* [YOUR OBJECTIVE] When the string "FakeFetcher" occurs in a line of the records, show that line.
..........
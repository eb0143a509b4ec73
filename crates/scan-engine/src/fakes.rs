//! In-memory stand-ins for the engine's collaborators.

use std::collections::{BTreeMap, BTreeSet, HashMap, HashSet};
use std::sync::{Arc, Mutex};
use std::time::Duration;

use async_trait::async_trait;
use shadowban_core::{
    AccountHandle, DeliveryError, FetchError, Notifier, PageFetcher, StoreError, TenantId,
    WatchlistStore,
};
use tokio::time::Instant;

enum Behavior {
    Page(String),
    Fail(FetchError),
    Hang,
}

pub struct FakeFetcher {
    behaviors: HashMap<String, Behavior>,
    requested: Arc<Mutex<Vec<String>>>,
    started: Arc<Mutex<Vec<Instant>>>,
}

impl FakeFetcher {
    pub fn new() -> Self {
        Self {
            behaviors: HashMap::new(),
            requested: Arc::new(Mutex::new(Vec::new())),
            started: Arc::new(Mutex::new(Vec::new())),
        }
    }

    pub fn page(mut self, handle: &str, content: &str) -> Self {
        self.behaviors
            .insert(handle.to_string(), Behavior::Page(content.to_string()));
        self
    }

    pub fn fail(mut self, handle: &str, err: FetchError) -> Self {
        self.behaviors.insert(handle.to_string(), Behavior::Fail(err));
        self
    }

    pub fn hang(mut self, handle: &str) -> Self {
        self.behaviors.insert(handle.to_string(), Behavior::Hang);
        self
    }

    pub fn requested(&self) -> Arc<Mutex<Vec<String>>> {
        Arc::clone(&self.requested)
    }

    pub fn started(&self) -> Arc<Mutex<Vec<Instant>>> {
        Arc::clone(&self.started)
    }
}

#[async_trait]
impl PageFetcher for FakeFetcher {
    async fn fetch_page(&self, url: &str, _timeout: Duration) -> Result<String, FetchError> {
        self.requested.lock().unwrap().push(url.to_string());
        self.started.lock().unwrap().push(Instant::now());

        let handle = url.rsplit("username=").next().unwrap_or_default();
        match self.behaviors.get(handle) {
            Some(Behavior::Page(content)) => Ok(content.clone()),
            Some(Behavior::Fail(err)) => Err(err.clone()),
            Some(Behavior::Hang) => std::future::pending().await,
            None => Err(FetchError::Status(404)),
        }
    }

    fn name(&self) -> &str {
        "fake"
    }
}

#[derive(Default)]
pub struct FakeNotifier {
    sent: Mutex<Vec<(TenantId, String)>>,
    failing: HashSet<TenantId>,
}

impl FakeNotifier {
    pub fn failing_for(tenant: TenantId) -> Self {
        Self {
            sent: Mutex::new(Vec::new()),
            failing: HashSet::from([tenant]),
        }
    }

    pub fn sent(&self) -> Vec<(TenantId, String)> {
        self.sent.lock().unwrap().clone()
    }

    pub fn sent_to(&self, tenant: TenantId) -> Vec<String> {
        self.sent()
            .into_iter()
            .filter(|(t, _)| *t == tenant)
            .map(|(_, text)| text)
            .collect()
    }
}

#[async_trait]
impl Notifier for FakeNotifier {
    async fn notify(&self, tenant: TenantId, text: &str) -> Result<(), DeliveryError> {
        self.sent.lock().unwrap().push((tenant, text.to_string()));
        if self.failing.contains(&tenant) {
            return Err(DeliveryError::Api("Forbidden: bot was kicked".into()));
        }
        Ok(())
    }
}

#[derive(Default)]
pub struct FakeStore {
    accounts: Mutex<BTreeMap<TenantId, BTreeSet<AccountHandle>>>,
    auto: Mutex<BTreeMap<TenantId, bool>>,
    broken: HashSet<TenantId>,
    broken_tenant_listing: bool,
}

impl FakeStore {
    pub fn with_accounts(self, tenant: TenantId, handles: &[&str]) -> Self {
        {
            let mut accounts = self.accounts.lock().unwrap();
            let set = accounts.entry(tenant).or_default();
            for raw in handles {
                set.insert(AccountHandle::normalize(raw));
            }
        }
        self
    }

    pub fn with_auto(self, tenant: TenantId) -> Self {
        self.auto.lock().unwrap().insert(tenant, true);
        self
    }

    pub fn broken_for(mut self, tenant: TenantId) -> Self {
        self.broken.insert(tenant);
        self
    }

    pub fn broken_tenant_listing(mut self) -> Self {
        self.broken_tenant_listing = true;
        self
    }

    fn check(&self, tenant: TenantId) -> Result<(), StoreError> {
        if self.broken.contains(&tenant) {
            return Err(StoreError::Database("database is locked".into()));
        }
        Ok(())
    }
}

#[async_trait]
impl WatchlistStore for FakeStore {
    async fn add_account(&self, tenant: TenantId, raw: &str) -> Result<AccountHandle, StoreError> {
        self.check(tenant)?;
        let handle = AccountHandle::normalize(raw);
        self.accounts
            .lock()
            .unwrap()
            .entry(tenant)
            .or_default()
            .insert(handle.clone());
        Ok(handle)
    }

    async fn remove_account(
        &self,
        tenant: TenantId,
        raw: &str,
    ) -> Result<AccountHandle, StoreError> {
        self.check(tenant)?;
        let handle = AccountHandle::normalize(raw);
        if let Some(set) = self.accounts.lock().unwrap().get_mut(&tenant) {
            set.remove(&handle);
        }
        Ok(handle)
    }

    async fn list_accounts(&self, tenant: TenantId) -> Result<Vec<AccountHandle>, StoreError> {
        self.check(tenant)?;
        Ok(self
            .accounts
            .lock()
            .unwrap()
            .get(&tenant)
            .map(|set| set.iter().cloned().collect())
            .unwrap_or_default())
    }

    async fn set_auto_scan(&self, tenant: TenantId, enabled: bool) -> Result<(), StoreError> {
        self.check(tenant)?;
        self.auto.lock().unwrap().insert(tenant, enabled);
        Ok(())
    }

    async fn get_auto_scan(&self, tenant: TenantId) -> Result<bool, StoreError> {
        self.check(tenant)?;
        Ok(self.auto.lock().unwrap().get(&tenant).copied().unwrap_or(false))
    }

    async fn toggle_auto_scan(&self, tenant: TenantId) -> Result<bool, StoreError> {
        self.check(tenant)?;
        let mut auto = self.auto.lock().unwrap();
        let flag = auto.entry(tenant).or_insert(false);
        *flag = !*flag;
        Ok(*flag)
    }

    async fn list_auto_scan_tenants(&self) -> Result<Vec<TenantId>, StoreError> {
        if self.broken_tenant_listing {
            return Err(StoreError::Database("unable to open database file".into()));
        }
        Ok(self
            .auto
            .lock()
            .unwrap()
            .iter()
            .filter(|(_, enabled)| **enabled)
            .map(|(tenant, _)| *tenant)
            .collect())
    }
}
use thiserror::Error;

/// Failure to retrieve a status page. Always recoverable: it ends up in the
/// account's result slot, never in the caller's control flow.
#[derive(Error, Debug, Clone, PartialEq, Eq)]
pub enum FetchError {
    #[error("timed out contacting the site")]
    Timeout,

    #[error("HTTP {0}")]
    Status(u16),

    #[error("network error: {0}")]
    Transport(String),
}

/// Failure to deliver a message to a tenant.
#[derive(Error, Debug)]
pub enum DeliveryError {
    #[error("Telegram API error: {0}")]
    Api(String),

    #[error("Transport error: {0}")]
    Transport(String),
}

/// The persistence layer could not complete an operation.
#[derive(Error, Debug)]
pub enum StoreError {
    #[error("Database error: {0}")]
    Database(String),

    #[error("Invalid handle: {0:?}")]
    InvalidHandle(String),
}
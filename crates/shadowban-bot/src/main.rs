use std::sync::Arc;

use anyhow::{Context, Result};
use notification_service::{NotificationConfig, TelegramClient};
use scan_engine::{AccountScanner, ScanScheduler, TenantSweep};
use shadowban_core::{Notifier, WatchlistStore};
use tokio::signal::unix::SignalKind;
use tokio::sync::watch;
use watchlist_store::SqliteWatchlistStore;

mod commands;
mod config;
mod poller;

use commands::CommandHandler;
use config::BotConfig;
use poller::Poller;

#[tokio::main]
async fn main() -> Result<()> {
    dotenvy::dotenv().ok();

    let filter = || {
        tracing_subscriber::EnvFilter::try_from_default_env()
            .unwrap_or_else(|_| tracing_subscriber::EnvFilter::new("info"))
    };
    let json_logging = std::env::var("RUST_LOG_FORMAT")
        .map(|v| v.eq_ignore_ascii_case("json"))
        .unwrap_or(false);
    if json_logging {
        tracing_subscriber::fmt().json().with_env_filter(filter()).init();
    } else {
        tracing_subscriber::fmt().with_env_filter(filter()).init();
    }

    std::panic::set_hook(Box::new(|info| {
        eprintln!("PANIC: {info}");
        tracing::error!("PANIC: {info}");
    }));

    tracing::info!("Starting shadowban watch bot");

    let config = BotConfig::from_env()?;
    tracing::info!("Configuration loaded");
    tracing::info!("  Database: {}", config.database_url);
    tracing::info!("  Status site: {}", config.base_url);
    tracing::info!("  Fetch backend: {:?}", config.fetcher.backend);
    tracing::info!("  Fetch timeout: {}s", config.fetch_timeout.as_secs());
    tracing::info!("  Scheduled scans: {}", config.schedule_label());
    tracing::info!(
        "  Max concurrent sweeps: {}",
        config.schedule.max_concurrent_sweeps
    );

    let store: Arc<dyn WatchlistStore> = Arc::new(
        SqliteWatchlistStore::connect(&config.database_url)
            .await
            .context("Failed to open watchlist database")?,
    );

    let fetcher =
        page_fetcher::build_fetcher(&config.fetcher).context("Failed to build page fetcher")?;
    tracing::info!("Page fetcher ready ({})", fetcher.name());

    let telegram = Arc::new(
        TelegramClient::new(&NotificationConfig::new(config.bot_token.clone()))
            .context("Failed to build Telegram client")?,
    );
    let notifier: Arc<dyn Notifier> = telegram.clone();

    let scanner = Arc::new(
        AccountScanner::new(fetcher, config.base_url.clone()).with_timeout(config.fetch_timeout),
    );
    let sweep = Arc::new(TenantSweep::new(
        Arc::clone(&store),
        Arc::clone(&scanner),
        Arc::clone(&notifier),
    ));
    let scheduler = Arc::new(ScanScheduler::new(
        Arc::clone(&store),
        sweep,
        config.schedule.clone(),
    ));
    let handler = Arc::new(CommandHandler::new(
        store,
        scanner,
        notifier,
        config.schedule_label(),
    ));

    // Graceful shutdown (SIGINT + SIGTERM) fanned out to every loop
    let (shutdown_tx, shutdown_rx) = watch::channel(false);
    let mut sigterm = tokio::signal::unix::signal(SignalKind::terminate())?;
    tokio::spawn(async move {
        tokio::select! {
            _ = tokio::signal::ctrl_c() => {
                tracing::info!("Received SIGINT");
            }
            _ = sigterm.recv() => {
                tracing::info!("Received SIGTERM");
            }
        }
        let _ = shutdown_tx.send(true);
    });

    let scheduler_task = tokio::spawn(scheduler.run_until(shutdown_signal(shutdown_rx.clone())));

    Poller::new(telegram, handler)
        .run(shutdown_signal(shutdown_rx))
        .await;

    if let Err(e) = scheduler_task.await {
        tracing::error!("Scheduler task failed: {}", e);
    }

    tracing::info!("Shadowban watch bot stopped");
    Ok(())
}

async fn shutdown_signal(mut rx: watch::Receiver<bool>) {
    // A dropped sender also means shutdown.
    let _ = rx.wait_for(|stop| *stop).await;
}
..........
* [RESPONSE TO THE EXERCISE]
pub struct FakeFetcher {
impl FakeFetcher {
impl PageFetcher for FakeFetcher {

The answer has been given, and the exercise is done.